Copy exactly the lines of the records below, and only those lines, beginning with the line that contains "the wire format." and ending with the line that contains "impl From<ed25519_dalek::SigningKey> for".

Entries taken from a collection
- - - -

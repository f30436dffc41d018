// SPDX-License-Identifier: AGPL-3.0-or-later

//! Ed25519 keypairs used to sign and verify entries.

use ed25519_dalek::Signer;
use rand::rngs::OsRng;

use crate::error::Error;
use crate::signature::Signature;
use crate::yamf_signatory::{ED25519_PUBLIC_KEY_LEN, YamfSignatory};

/// An Ed25519 keypair capable of signing entries for a log.
///
/// Constructing one from raw bytes is where [`Error::PublishWithoutKeypair`] and
/// [`Error::PublishWithoutSecretKey`] originate, keeping [`crate::publish::publish`] itself free
/// of `Option` handling while still giving a caller assembling its arguments from separate,
/// possibly-absent public/secret key byte slices (as an FFI boundary over raw pointers would) the
/// exact error semantics the format specifies.
#[derive(Clone)]
pub struct Keypair(ed25519_dalek::SigningKey);

impl Keypair {
    /// Generates a new keypair using the system's CSPRNG.
    pub fn generate() -> Self {
        let mut csprng = OsRng;
        Self(ed25519_dalek::SigningKey::generate(&mut csprng))
    }

    /// Builds a keypair from raw public/secret key bytes, as they would arrive across an FFI
    /// boundary: either may be absent.
    pub fn from_raw_parts(
        public_key: Option<&[u8; ED25519_PUBLIC_KEY_LEN]>,
        secret_key: Option<&[u8; 32]>,
    ) -> Result<Self, Error> {
        if public_key.is_none() {
            return Err(Error::PublishWithoutKeypair);
        }
        let secret_key = secret_key.ok_or(Error::PublishWithoutSecretKey)?;

        let signing_key = ed25519_dalek::SigningKey::from_bytes(secret_key);
        Ok(Self(signing_key))
    }

    /// This keypair's public key, tagged for the wire format.
    pub fn public_key(&self) -> YamfSignatory {
        self.0.verifying_key().into()
    }

    /// Signs `bytes`, producing a tagged signature.
    pub fn sign(&self, bytes: &[u8]) -> Signature {
        self.0.sign(bytes).into()
    }
}

impl From<ed25519_dalek::SigningKey> for Keypair {
    fn from(value: ed25519_dalek::SigningKey) -> Self {
        Self(value)
    }
}
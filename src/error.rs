// SPDX-License-Identifier: AGPL-3.0-or-later

//! The exhaustive error taxonomy for encode, decode, publish, and verify.
//!
//! Every failure reachable from the three core operations is one variant of this type. Where the
//! failure originates in a sub-codec (varu64, a tagged hash/signatory/signature), that error is
//! embedded as a `#[source]` field rather than flattened into a string, so callers can match on
//! the exact cause.

use thiserror::Error;

use crate::signature::SignatureError;
use crate::varu64::Varu64Error;
use crate::yamf_hash::YamfHashError;
use crate::yamf_signatory::YamfSignatoryError;

#[derive(Error, Debug, Clone, PartialEq, Eq)]
pub enum Error {
    // --- Encode ---
    #[error("output buffer too small: needed {needed} bytes, have {available}")]
    EncodeBufferLength { needed: usize, available: usize },

    #[error("failed to encode payload hash: {source}")]
    EncodePayloadHashError {
        #[source]
        source: YamfHashError,
    },

    #[error("failed to encode author: {source}")]
    EncodeAuthorError {
        #[source]
        source: YamfSignatoryError,
    },

    #[error("failed to encode payload length: {source}")]
    EncodePayloadLengthError {
        #[source]
        source: Varu64Error,
    },

    #[error("failed to encode log id: {source}")]
    EncodeLogIdError {
        #[source]
        source: Varu64Error,
    },

    #[error("failed to encode seq num: {source}")]
    EncodeSeqError {
        #[source]
        source: Varu64Error,
    },

    #[error("failed to encode backlink: {source}")]
    EncodeBacklinkError {
        #[source]
        source: YamfHashError,
    },

    #[error("failed to encode lipmaa link: {source}")]
    EncodeLipmaaError {
        #[source]
        source: YamfHashError,
    },

    #[error("failed to encode signature: {source}")]
    EncodeSigError {
        #[source]
        source: SignatureError,
    },

    // --- Decode ---
    #[error("input is empty")]
    InputIsLengthZero,

    #[error("the `is_end_of_feed` byte was not 0x00 or 0x01")]
    IsEndOfFeedError,

    #[error("failed to decode payload hash: {source}")]
    DecodePayloadHashError {
        #[source]
        source: YamfHashError,
    },

    #[error("failed to decode payload length: {source}")]
    DecodePayloadLengthError {
        #[source]
        source: Varu64Error,
    },

    #[error("failed to decode author: {source}")]
    DecodeAuthorError {
        #[source]
        source: YamfSignatoryError,
    },

    #[error("failed to decode log id: {source}")]
    DecodeLogIdError {
        #[source]
        source: Varu64Error,
    },

    #[error("failed to decode seq num: {source}")]
    DecodeSeqError {
        #[source]
        source: Varu64Error,
    },

    #[error("seq num was 0, but the genesis entry is seq 1")]
    SeqIsZero,

    #[error("failed to decode backlink: {source}")]
    DecodeBacklinkError {
        #[source]
        source: YamfHashError,
    },

    #[error("failed to decode lipmaa link: {source}")]
    DecodeLipmaaError {
        #[source]
        source: YamfHashError,
    },

    #[error("failed to decode signature: {source}")]
    DecodeSigError {
        #[source]
        source: SignatureError,
    },

    // --- Publish ---
    #[error("publish requires a public key")]
    PublishWithoutKeypair,

    #[error("publish requires a secret key")]
    PublishWithoutSecretKey,

    #[error("cannot publish: the given backlink entry already ended its feed")]
    PublishAfterEndOfFeed,

    #[error("cannot publish: the given backlink entry has log id {found}, expected {expected}")]
    PublishWithIncorrectLogId { expected: u64, found: u64 },

    #[error("cannot publish: the given backlink entry's author does not match the publishing keypair")]
    PublishAuthorMismatch,

    #[error("publishing seq {seq} requires a lipmaa-link entry, but none was given")]
    PublishWithoutLipmaaEntry { seq: u64 },

    #[error("publishing seq {seq} requires a backlink entry, but none was given")]
    PublishWithoutBacklinkEntry { seq: u64 },

    // --- Verify ---
    #[error("signature does not match the entry's claimed author")]
    InvalidSignature,

    #[error("payload hash does not match the given payload")]
    PayloadHashDidNotMatch,

    #[error("payload length does not match the given payload")]
    PayloadLengthDidNotMatch,

    #[error("entry has seq > 1 but no backlink entry bytes were given")]
    BacklinkEntryMissing,

    #[error("backlink entry bytes do not hash to the entry's claimed backlink")]
    BacklinkHashDoesNotMatch,

    #[error("backlink entry has a different log id than the entry being verified")]
    BacklinkLogIdMismatch,

    #[error("backlink entry has a different author than the entry being verified")]
    BacklinkAuthorMismatch,

    #[error("the backlink entry already ended its feed")]
    PublishedAfterEndOfFeed,

    #[error("entry requires a lipmaa-link entry but none was given")]
    LipmaaLinkEntryMissing,

    #[error("lipmaa-link entry bytes do not hash to the entry's claimed lipmaa link")]
    LipmaaLinkHashDoesNotMatch,

    #[error("lipmaa-link entry has a different log id than the entry being verified")]
    LipmaaLogIdMismatch,

    #[error("lipmaa-link entry has a different author than the entry being verified")]
    LipmaaAuthorMismatch,
}
#![no_main]

use arbitrary::Arbitrary;
use bamboo_core::keypair::Keypair;
use bamboo_core::{entry, publish, verify};

use libfuzzer_sys::fuzz_target;

#[derive(Arbitrary, Debug)]
struct Input {
    seed: [u8; 32],
    payload: Vec<u8>,
    is_end_of_feed: bool,
}

fuzz_target!(|input: Input| {
    let signing_key = ed25519_dalek::SigningKey::from_bytes(&input.seed);
    let keypair: Keypair = signing_key.into();

    let bytes = publish::publish_to_vec(
        &keypair,
        0,
        &input.payload,
        input.is_end_of_feed,
        0,
        None,
        None,
    )
    .expect("publishing a genesis entry never fails");

    verify::verify(&bytes, &input.payload, None, None)
        .expect("a freshly published entry always verifies against its own payload");

    let decoded = entry::decode(&bytes).expect("a freshly published entry always decodes");
    assert_eq!(decoded.to_bytes(), bytes);
});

- - - -

**Answer to this exercise**:
    /// This keypair's public key, tagged for the wire format.
    pub fn public_key(&self) -> YamfSignatory {
        self.0.verifying_key().into()
    }

    /// Signs `bytes`, producing a tagged signature.
    pub fn sign(&self, bytes: &[u8]) -> Signature {
        self.0.sign(bytes).into()
    }
}

impl From<ed25519_dalek::SigningKey> for Keypair {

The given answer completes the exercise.